Papers should be submitted to NATURA SLOVENIAE, Večna pot 111, SI-1111 Ljubljana, Slovenia (telephone: +386 (0) 1 423 33 70, fax: +386 (0) 1 273 390, E-mail: maja.zagmajster@bf.uni-lj.si).
FORMAT AND FORM OF ARTICLES
Papers should be written with Word for Windows using "Times New Roman CE" size 12 font, align left and margins of 3 cm on A4 pages. Double spacing should be used between lines and paragraphs should be separated with a single empty line. The title and chapters should be written bold in font size 14. The latin names of all genera and species must be written italic. All submissions should be sent to the editor in the appropriate electronic version on diskette, CD or via e-mail in Rich text format (.rtf) or Word document (.doc) format.
Title of paper should be informative, understandable, and concise. The title should be followed by the name(s) and full adress(es) of the author(s), including E-mail adresse(s).
Abstract must give concize information about the objectives, methods used, results and the conclusions. The abstract length should not exceed 200 words for »Scientific Papers« and 100 words for »Short Communications«. There should be no more than ten keywords which must accurately reflect the field of research covered in the paper.
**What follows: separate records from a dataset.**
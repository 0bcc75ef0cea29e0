use reth_primitives_traits::{BlockHash, Sealed};

/// The execution-layer block header (spec.md §3).
///
/// This core never re-derives header RLP encoding or field semantics from
/// scratch: [`alloy_consensus::Header`] already carries every field spec.md
/// names (`parent_hash`, `ommers_hash`, `beneficiary`, `state_root`,
/// `transactions_root`, `receipts_root`, `logs_bloom`, `difficulty`,
/// `number`, `gas_limit`, `gas_used`, `timestamp`, `extra_data`, `mix_hash`,
/// `nonce`, `base_fee_per_gas`, `blob_gas_used`, `excess_blob_gas`,
/// `parent_beacon_block_root`) along with its RLP `Encodable`/`Decodable`
/// impls, so the block tree and consensus crates build directly on it.
pub type Header = alloy_consensus::Header;

/// A [`Header`] bundled with its trusted Keccak-256 hash.
///
/// The hash is never recomputed here (see [`Sealed`]); it is established by
/// a trusted boundary outside this core's scope (block decoding / import).
pub type SealedHeader = Sealed<Header>;

/// Convenience accessor, mirroring the teacher's `SealedHeader::hash()` habit.
pub fn sealed_header_hash(header: &SealedHeader) -> BlockHash {
    header.hash()
}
Field notice does not include abstract and keywords. Author(s) should check the last issue of Natura Sloveniae when preparing the manuscript.
ILLUSTRATIONS AND TABLES
Papers should not exceed a total of ten illustrations and/or tables, with their positon amongst the text clearly indicated by the author(s). Tables with their legends should be submitted on separate pages. Titles of tables should appear above them, and titles of illustrations and photographs below. Illustrations and tables should be cited shortly in the text (Tab. 1 or Tabs. 1-2, Fig. 1 or Figs. 1-2).
LITERATURE
References should be cited in the text as follows: a single author is cited, as Schultz (1987) or (Schultz 1987); two authors would be (Parry & Brown 1959); if a work of three or more authors is cited, (Lubin et al. 1978); and if the reference appears in several works, (Ward 1991, Pace 1992, Amman 1998). If several works by the same author published in the same year are cited, the individual works are indicated with the added letters a, b, c, etc. (Lucas 1988a, b). The literature should be arranged in alphabetical order.
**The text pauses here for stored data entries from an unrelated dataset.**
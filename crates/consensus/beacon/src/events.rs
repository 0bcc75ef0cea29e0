use alloy_primitives::BlockNumber;
use parking_lot::Mutex;
use reth_primitives_traits::BlockHash;
use tokio::sync::mpsc::{self, UnboundedSender};
use tokio_stream::wrappers::UnboundedReceiverStream;

use crate::state::ForkChoiceState;

/// Events the chain manager publishes as its state changes (spec.md §4.6).
#[derive(Debug, Clone, PartialEq, Eq)]
pub enum ChainEvent {
    /// `initializeGenesis` completed; carries the genesis block's hash.
    GenesisInitialized {
        /// The genesis block's hash.
        hash: BlockHash,
    },
    /// The canonical head changed, via `initializeGenesis` or
    /// `setCanonicalHead`.
    CanonicalHeadUpdated {
        /// The new canonical head's hash.
        hash: BlockHash,
        /// The new canonical head's number.
        number: BlockNumber,
    },
    /// `forkChoiceUpdated` applied a new fork-choice triple.
    ForkChoiceUpdated {
        /// The triple that was applied.
        state: ForkChoiceState,
    },
    /// `suggestBlock` accepted a block into the tree.
    BlockSuggested {
        /// The suggested block's hash.
        hash: BlockHash,
        /// The suggested block's number.
        number: BlockNumber,
    },
    /// A `suggestBlock` call raised the best-known suggested block.
    BestSuggestedBlock {
        /// The new best-suggested block's hash.
        hash: BlockHash,
        /// The new best-suggested block's number.
        number: BlockNumber,
    },
}

/// A publish-subscribe bus over `T`, unbounded in both subscriber count and
/// per-subscriber queue depth (spec.md §4.6 "Event bus").
///
/// Grounded on the teacher's `BeaconConsensusEngineHandle`/`EventListeners`
/// pattern: each subscriber gets its own unbounded channel; publishing
/// clones the event to every live sender and quietly drops any whose
/// receiver has gone away. Dropping a subscriber's stream unsubscribes it —
/// the next publish after that finds the channel closed and prunes it
/// (spec.md §3 "dropping the scope releases the subscription queue").
#[derive(Debug)]
pub struct EventListeners<T> {
    listeners: Mutex<Vec<UnboundedSender<T>>>,
}

impl<T> Default for EventListeners<T> {
    fn default() -> Self {
        Self { listeners: Mutex::new(Vec::new()) }
    }
}

impl<T: Clone> EventListeners<T> {
    /// Registers a new subscriber and returns its stream.
    pub fn subscribe(&self) -> UnboundedReceiverStream<T> {
        let (tx, rx) = mpsc::unbounded_channel();
        self.listeners.lock().push(tx);
        UnboundedReceiverStream::new(rx)
    }

    /// Publishes `event` to every live subscriber, in the order they were
    /// registered, pruning any whose receiver has been dropped.
    pub fn notify(&self, event: T) {
        self.listeners.lock().retain(|tx| tx.send(event.clone()).is_ok());
    }

    /// Number of currently registered subscribers. Subscribers that have
    /// dropped their receiver are only pruned on the next [`notify`], so
    /// this can overcount briefly after a scope exits.
    ///
    /// [`notify`]: EventListeners::notify
    pub fn listener_count(&self) -> usize {
        self.listeners.lock().len()
    }
}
Examples (use the the following forms):
-	articles from journals:
Schultz J.W. (1987): The origin of the spinning
aparatures in spiders. Biol. Rev. 62: 123-134. Parry D.A., Brown R.H.J. (1959): The hydraulic mechanism of the spider leg. J. Exp. Biol. 36: 654-657. Lubin Y.D., Eberhard W.G., Montgomery G.G. (1978): Webs of Miagrammopes (Araneae: Araneaidae) in the neotropics. Psyche 85: 1-13. Lucas S. (1988a): Spiders in Brasil. Toxicon 26: 759-766. Lucas S. (1988b): Spiders and their silks. Discovery 25: 1-4.
-	for books, chapters from books, reports, and congress anthologies:
Foelix R.F. (1996): Biology of spiders, 2. edition. Harvard
University Press, London, pp. 155-162. Nentwig W., Heimer S. (1987): Ecological aspects of spider webs. In: Nentwig W. (Ed.), Ecophysiology of Spiders. Springer Verlag, Berlin, 211 pp. Edmonds D.T. (1997): The contribution of atmospheric water vapour to the formation of a spider's capture web. In: Heimer S. (Ed.), Proceedings of the 17th European Colloquium of Arachnology. Oxford Press, London, pp. 35-46.